Хотя Сеян замышлял переворот и хотя уже справляли торжественно день его рождения, а его вызолоченные статуи стояли в разных местах, как предмет культа, Тиберий, правда, с трудом и скорее хитростью и коварством, нежели авторитетом императорской власти, в конце концов добился-таки его падения. Чтобы удалить его от себя, под видом почетного назначения, он сперва взял его себе в товарищи, в свое пятое консульство, которое он, после долгого промежутка, принял заочно, затем постарался обмануть его надеждой на родство с ним, Тиберием, и на назначение его трибуном… и неожиданно написал против него позорнейшее обвинительное письмо! В нем он, наряду с другим, умолял сенаторов послать которого-нибудь из консулов проводить в сенат, под конвоем солдат, его, забытого старика!.. Но и это не могло успокоить его. Боясь беспорядков, Тиберий приказал, в крайнем случае, освободить своего внука Друза, все еще содержавшегося в тюрьме, в Риме, и поручить ему главное начальство. Думая бежать к тем или другим легионам, он приказал даже держать наготове суда, сам же с высочайшей скалы острова дожидался сигналов, которые велел время от времени подавать издали, чтобы не ждать посланцев[247]
. Но и подавив заговор Сеяна, он не стал ничуть спокойнее и доверчивее и девять месяцев затем не выходил из своей «Юпитеровой» виллы[248].Его боязливую душу заставляли мучиться, кроме того, сыпавшиеся на него со всех сторон всевозможные оскорбления. Каждый из осужденных бросал ему различного рода ругательства в лицо или же через подметные письма, которые клались в орхестре. Впрочем, последние производили на императора крайне противоположные впечатления, — он то хотел, из чувства стыда, чтобы они оставались совершенно неизвестными, то, желая показать свое презрение к ним, сообщал о них во всеобщее сведение. Даже царь парфянский Артабан не преминул задеть его в письме, укоряя в убийствах родных и чужих, трусости и расточительности и советуя скорей удовлетворить вполне справедливой и неумолимой ненависти к нему подданных добровольною смертью. В конце концов Тиберий почувствовал недовольство даже самим собою и раскрыл, в общем, свое душевное настроение в первых строках своего письма сенату: «Господа сенаторы, пусть боги и богини накажут меня еще большими страданиями в сравнении с теми, которые испытываю ежедневно, если я знаю, что писать вам, в какой форме и вообще что я не должен писать в своем настоящем положении?..»[249]

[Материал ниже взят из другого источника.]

//! Parula lookup table, 256 RGB entries in `[0, 1]`

pub(super) const PARULA: [[f32; 3]; 256] = [
    [0.26710521, 0.03311059, 0.6188155],
    [0.26493929, 0.04780926, 0.62261795],
    [0.26260545, 0.06084214, 0.62619176],
    [0.26009691, 0.07264411, 0.62951561],
    [0.25740785, 0.08360391, 0.63256745],
    [0.25453369, 0.09395358, 0.63532497],
    [0.25147146, 0.10384228, 0.6377661],
    [0.24822014, 0.11337029, 0.6398697],
    [0.24478105, 0.12260661, 0.64161629],
    [0.24115816, 0.131599, 0.6429888],
    [0.23735836, 0.14038009, 0.64397346],
    [0.23339166, 0.14897137, 0.64456048],
    [0.22927127, 0.15738602, 0.64474476],
    [0.22501278, 0.16563165, 0.64452595],
    [0.22063349, 0.17371215, 0.64390834],
    [0.21616055, 0.18162302, 0.64290515],
    [0.21161851, 0.18936156, 0.64153295],
    [0.20703353, 0.19692415, 0.63981287],
    [0.20243273, 0.20430706, 0.63776986],
    [0.19784363, 0.211507, 0.63543183],
    [0.19329361, 0.21852157, 0.63282872],
    [0.18880937, 0.2253495, 0.62999156],
    [0.18442119, 0.23198815, 0.62695569],
    [0.18014936, 0.23844124, 0.62374886],
    [0.17601569, 0.24471172, 0.62040016],
    [0.17204028, 0.25080356, 0.61693715],
    [0.16824123, 0.25672163, 0.6133854],
    [0.16463462, 0.26247158, 0.60976836],
    [0.16123449, 0.26805963, 0.60610723],
    [0.15805279, 0.27349243, 0.60242099],
    [0.15509948, 0.27877688, 0.59872645],
    [0.15238249, 0.28392004, 0.59503836],
    [0.14990781, 0.28892902, 0.59136956],
    [0.14767951, 0.29381086, 0.58773113],
    [0.14569979, 0.29857245, 0.58413255],
    [0.1439691, 0.30322055, 0.58058191],
    [0.14248613, 0.30776167, 0.57708599],
    [0.14124797, 0.31220208, 0.57365049],
    [0.14025018, 0.31654779, 0.57028011],
    [0.13948691, 0.32080454, 0.5669787],
    [0.13895174, 0.32497744, 0.56375063],
    [0.13863958, 0.32907012, 0.56060453],
    [0.138537, 0.3330895, 0.55753513],
    [0.13863384, 0.33704026, 0.55454374],
    [0.13891931, 0.34092684, 0.55163126],
    [0.13938212, 0.34475344, 0.54879827],
    [0.14001061, 0.34852402, 0.54604503],
    [0.14079292, 0.35224233, 0.54337156],
    [0.14172091, 0.35590982, 0.54078769],
    [0.14277848, 0.35953205, 0.53828312],
    [0.14395358, 0.36311234, 0.53585661],
    [0.1452346, 0.36665374, 0.5335074],
    [0.14661019, 0.3701591, 0.5312346],
    [0.14807104, 0.37363011, 0.52904278],
    [0.1496059, 0.3770697, 0.52692951],
    [0.15120289, 0.3804813, 0.52488853],
    [0.15285214, 0.38386729, 0.52291854],
    [0.15454421, 0.38722991, 0.52101815],
    [0.15627225, 0.39056998, 0.5191937],
    [0.15802555, 0.39389087, 0.5174364],
    [0.15979549, 0.39719482, 0.51574311],
    [0.16157425, 0.40048375, 0.51411214],
    [0.16335571, 0.40375871, 0.51254622],
    [0.16513234, 0.40702178, 0.51104174],
    [0.1668964, 0.41027528, 0.50959299],
    [0.16864151, 0.41352084, 0.50819797],
    [0.17036277, 0.41675941, 0.50685814],
    [0.1720542, 0.41999269, 0.50557008],
    [0.17370932, 0.42322271, 0.50432818],
    [0.17532301, 0.42645082, 0.50313007],
    [0.17689176, 0.42967776, 0.50197686],
    [0.17841013, 0.43290523, 0.5008633],
    [0.17987314, 0.43613477, 0.49978492],
    [0.18127676, 0.43936752, 0.49873901],
    [0.18261885, 0.44260392, 0.49772638],
    [0.18389409, 0.44584578, 0.49673978],
    [0.18509911, 0.44909409, 0.49577605],
    [0.18623135, 0.4523496, 0.494833],
    [0.18728844, 0.45561305, 0.49390803],
    [0.18826671, 0.45888565, 0.49299567],
    [0.18916393, 0.46216809, 0.49209268],
    [0.18997879, 0.46546084, 0.49119678],
    [0.19070881, 0.46876472, 0.49030328],
    [0.19135221, 0.47208035, 0.48940827],
    [0.19190791, 0.47540815, 0.48850845],
    [0.19237491, 0.47874852, 0.4876002],
    [0.19275204, 0.48210192, 0.48667935],
    [0.19303899, 0.48546858, 0.48574251],
    [0.19323526, 0.48884877, 0.48478573],
    [0.19334062, 0.49224271, 0.48380506],
    [0.19335574, 0.49565037, 0.4827974],
    [0.19328143, 0.49907173, 0.48175948],
    [0.19311664, 0.50250719, 0.48068559],
    [0.192864, 0.50595628, 0.47957408],
    [0.19252521, 0.50941877, 0.47842186],
    [0.19210087, 0.51289469, 0.47722441],
    [0.19159194, 0.516384, 0.47597744],
    [0.19100267, 0.51988593, 0.47467988],
    [0.19033595, 0.52340005, 0.47332894],
    [0.18959113, 0.5269267, 0.47191795],
    [0.18877336, 0.530465, 0.47044603],
    [0.18788765, 0.53401416, 0.46891178],
    [0.18693822, 0.53757359, 0.46731272],
    [0.18592276, 0.54114404, 0.46563962],
    [0.18485204, 0.54472367, 0.46389595],
    [0.18373148, 0.5483118, 0.46207951],
    [0.18256585, 0.55190791, 0.4601871],
    [0.18135481, 0.55551253, 0.45821002],
    [0.18011172, 0.55912361, 0.45615277],
    [0.17884392, 0.56274038, 0.45401341],
    [0.17755858, 0.56636217, 0.45178933],
    [0.17625543, 0.56998972, 0.44946971],
    [0.174952, 0.57362064, 0.44706119],
    [0.17365805, 0.57725408, 0.44456198],
    [0.17238403, 0.58088916, 0.4419703],
    [0.17113321, 0.58452637, 0.43927576],
    [0.1699221, 0.58816399, 0.43648119],
    [0.1687662, 0.5918006, 0.43358772],
    [0.16767908, 0.59543526, 0.43059358],
    [0.16667511, 0.59906699, 0.42749697],
    [0.16575939, 0.60269653, 0.42428344],
    [0.16495764, 0.6063212, 0.42096245],
    [0.16428695, 0.60993988, 0.41753246],
    [0.16376481, 0.61355147, 0.41399151],
    [0.16340924, 0.61715487, 0.41033757],
    [0.16323549, 0.62074951, 0.40656329],
    [0.16326148, 0.62433443, 0.40266378],
    [0.16351136, 0.62790748, 0.39864431],
    [0.16400433, 0.63146734, 0.39450263],
    [0.16475937, 0.63501264, 0.39023638],
    [0.16579502, 0.63854196, 0.38584309],
    [0.16712921, 0.64205381, 0.38132023],
    [0.168779, 0.64554661, 0.37666513],
    [0.17075915, 0.64901912, 0.37186962],
    [0.17308572, 0.65246934, 0.36693299],
    [0.1757732, 0.65589512, 0.36185643],
    [0.17883344, 0.65929449, 0.3566372],
    [0.18227669, 0.66266536, 0.35127251],
    [0.18611159, 0.66600553, 0.34575959],
    [0.19034516, 0.66931265, 0.34009571],
    [0.19498285, 0.67258423, 0.3342782],
    [0.20002863, 0.67581761, 0.32830456],
    [0.20548509, 0.67900997, 0.3221725],
    [0.21135348, 0.68215834, 0.31587999],
    [0.2176339, 0.68525954, 0.30942543],
    [0.22432532, 0.68831023, 0.30280771],
    [0.23142568, 0.69130688, 0.29602636],
    [0.23893914, 0.69424565, 0.28906643],
    [0.2468574, 0.69712255, 0.28194103],
    [0.25517514, 0.69993351, 0.27465372],
    [0.26388625, 0.70267437, 0.26720869],
    [0.27298333, 0.70534087, 0.25961196],
    [0.28246016, 0.70792854, 0.25186761],
    [0.29232159, 0.71043184, 0.2439642],
    [0.30253943, 0.71284765, 0.23594089],
    [0.31309875, 0.71517209, 0.22781515],
    [0.32399522, 0.71740028, 0.21959115],
    [0.33520729, 0.71952906, 0.21129816],
    [0.3467003, 0.72155723, 0.20298257],
    [0.35846225, 0.72348143, 0.19466318],
    [0.3704552, 0.72530195, 0.18639333],
    [0.38264126, 0.72702007, 0.17822762],
    [0.39499483, 0.72863609, 0.17020921],
    [0.40746591, 0.73015499, 0.1624122],
    [0.42001969, 0.73158058, 0.15489659],
    [0.43261504, 0.73291878, 0.14773267],
    [0.44521378, 0.73417623, 0.14099043],
    [0.45777768, 0.73536072, 0.13474173],
    [0.47028295, 0.73647823, 0.1290455],
    [0.48268544, 0.73753985, 0.12397794],
    [0.49497773, 0.73854983, 0.11957878],
    [0.5071369, 0.73951621, 0.11589589],
    [0.51913764, 0.74044827, 0.11296861],
    [0.53098624, 0.74134823, 0.11080237],
    [0.5426701, 0.74222288, 0.10940411],
    [0.55417235, 0.74308049, 0.10876749],
    [0.56550904, 0.74392086, 0.10885609],
    [0.57667994, 0.74474781, 0.10963233],
    [0.58767906, 0.74556676, 0.11105089],
    [0.59850723, 0.74638125, 0.1130567],
    [0.609179, 0.74719067, 0.11558918],
    [0.61969877, 0.74799703, 0.11859042],
    [0.63007148, 0.74880206, 0.12200388],
    [0.64030249, 0.74960714, 0.12577596],
    [0.65038997, 0.75041586, 0.12985641],
    [0.66034774, 0.75122659, 0.1342004],
    [0.67018264, 0.75203968, 0.13876817],
    [0.67990043, 0.75285567, 0.14352456],
    [0.68950682, 0.75367492, 0.14843886],
    [0.69900745, 0.75449768, 0.15348445],
    [0.70840781, 0.75532408, 0.15863839],
    [0.71771325, 0.75615416, 0.16388098],
    [0.72692898, 0.75698787, 0.1691954],
    [0.73606001, 0.75782508, 0.17456729],
    [0.74511119, 0.75866562, 0.17998443],
    [0.75408719, 0.75950924, 0.18543644],
    [0.76299247, 0.76035568, 0.19091446],
    [0.77183123, 0.76120466, 0.19641095],
    [0.78060815, 0.76205561, 0.20191973],
    [0.78932717, 0.76290815, 0.20743538],
    [0.79799213, 0.76376186, 0.21295324],
    [0.8066067, 0.76461631, 0.21846931],
    [0.81517444, 0.76547101, 0.22398014],
    [0.82369877, 0.76632547, 0.2294827],
    [0.832183, 0.7671792, 0.2349743],
    [0.8406303, 0.76803167, 0.24045248],
    [0.84904371, 0.76888236, 0.24591492],
    [0.85742615, 0.76973076, 0.25135935],
    [0.86578037, 0.77057636, 0.25678342],
    [0.87410891, 0.77141875, 0.2621846],
    [0.88241406, 0.77225757, 0.26755999],
    [0.89070781, 0.77308772, 0.27291122],
    [0.89898836, 0.77391069, 0.27823228],
    [0.90725475, 0.77472764, 0.28351668],
    [0.91550775, 0.77553893, 0.28875751],
    [0.92375722, 0.7763404, 0.29395046],
    [0.9320227, 0.77712286, 0.29909267],
    [0.94027715, 0.7779011, 0.30415428],
    [0.94856742, 0.77865213, 0.3091325],
    [0.95686038, 0.7793949, 0.31397459],
    [0.965222, 0.7800975, 0.31864342],
    [0.97365189, 0.78076521, 0.32301107],
    [0.98227405, 0.78134549, 0.32678728],
    [0.99136564, 0.78176999, 0.3281624],
    [0.99505988, 0.78542889, 0.32106514],
    [0.99594185, 0.79046888, 0.31648808],
    [0.99646635, 0.79566972, 0.31244662],
    [0.99681528, 0.80094905, 0.30858532],
    [0.9970578, 0.80627441, 0.30479247],
    [0.99724883, 0.81161757, 0.30105328],
    [0.99736711, 0.81699344, 0.29725528],
    [0.99742254, 0.82239736, 0.29337235],
    [0.99744736, 0.82781159, 0.28943391],
    [0.99744951, 0.83323244, 0.28543062],
    [0.9973953, 0.83867931, 0.2812767],
    [0.99727248, 0.84415897, 0.27692897],
    [0.99713953, 0.84963903, 0.27248698],
    [0.99698641, 0.85512544, 0.26791703],
    [0.99673736, 0.86065927, 0.26304767],
    [0.99652358, 0.86616957, 0.25813608],
    [0.99622774, 0.87171946, 0.25292044],
    [0.99590494, 0.87727931, 0.24750009],
    [0.99555225, 0.88285068, 0.2418514],
    [0.99513763, 0.8884501, 0.23588062],
    [0.99471252, 0.89405076, 0.2296837],
    [0.99421873, 0.89968246, 0.2230963],
    [0.99370185, 0.90532165, 0.21619768],
    [0.99313786, 0.91098038, 0.2088926],
    [0.99250707, 0.91666811, 0.20108214],
    [0.99187888, 0.92235023, 0.19290417],
    [0.99110991, 0.92809686, 0.18387963],
    [0.99042108, 0.93379995, 0.17458127],
    [0.98958484, 0.93956962, 0.16420166],
    [0.98873988, 0.94533859, 0.15303117],
    [0.98784836, 0.95112482, 0.14074826],
    [0.98680727, 0.95697596, 0.12661626],
];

По мнению некоторых, он знал все, вследствие своей способности предвидеть будущее, и давно сознавал, какая ненависть и позор ждут его впоследствии, поэтому, вступив на престол, отказался от титула «Отца отечества» и упорно не соглашался позволять клясться его распоряжениями. Он боялся, что ему будет еще позорнее, если позже он окажется недостойным таких почестей. Это ясно из его речи, где он говорил о том и другом. Вот его слова: пока он будет в здравом уме, говорил он, он останется всегда тем же, никогда не переменит своего характера, тем не менее сенату следует, для примера другим, вести себя осторожнее и не связывать себя клятвой в отношении поступков человека, который может измениться вследствие того или другого случая… Затем: «Если вы когда-нибудь ошибетесь в моем характере и в моей преданности вам, — желал бы умереть раньше, чем вы перемените свое мнение обо мне, — титул „Отца отечества“ не прибавит мне ничего в отношении почестей, вам же он будет служить упреком, что этот титул вы дали мне или легкомысленно, или же переменили свое мнение обо мне вследствие своего непостоянства».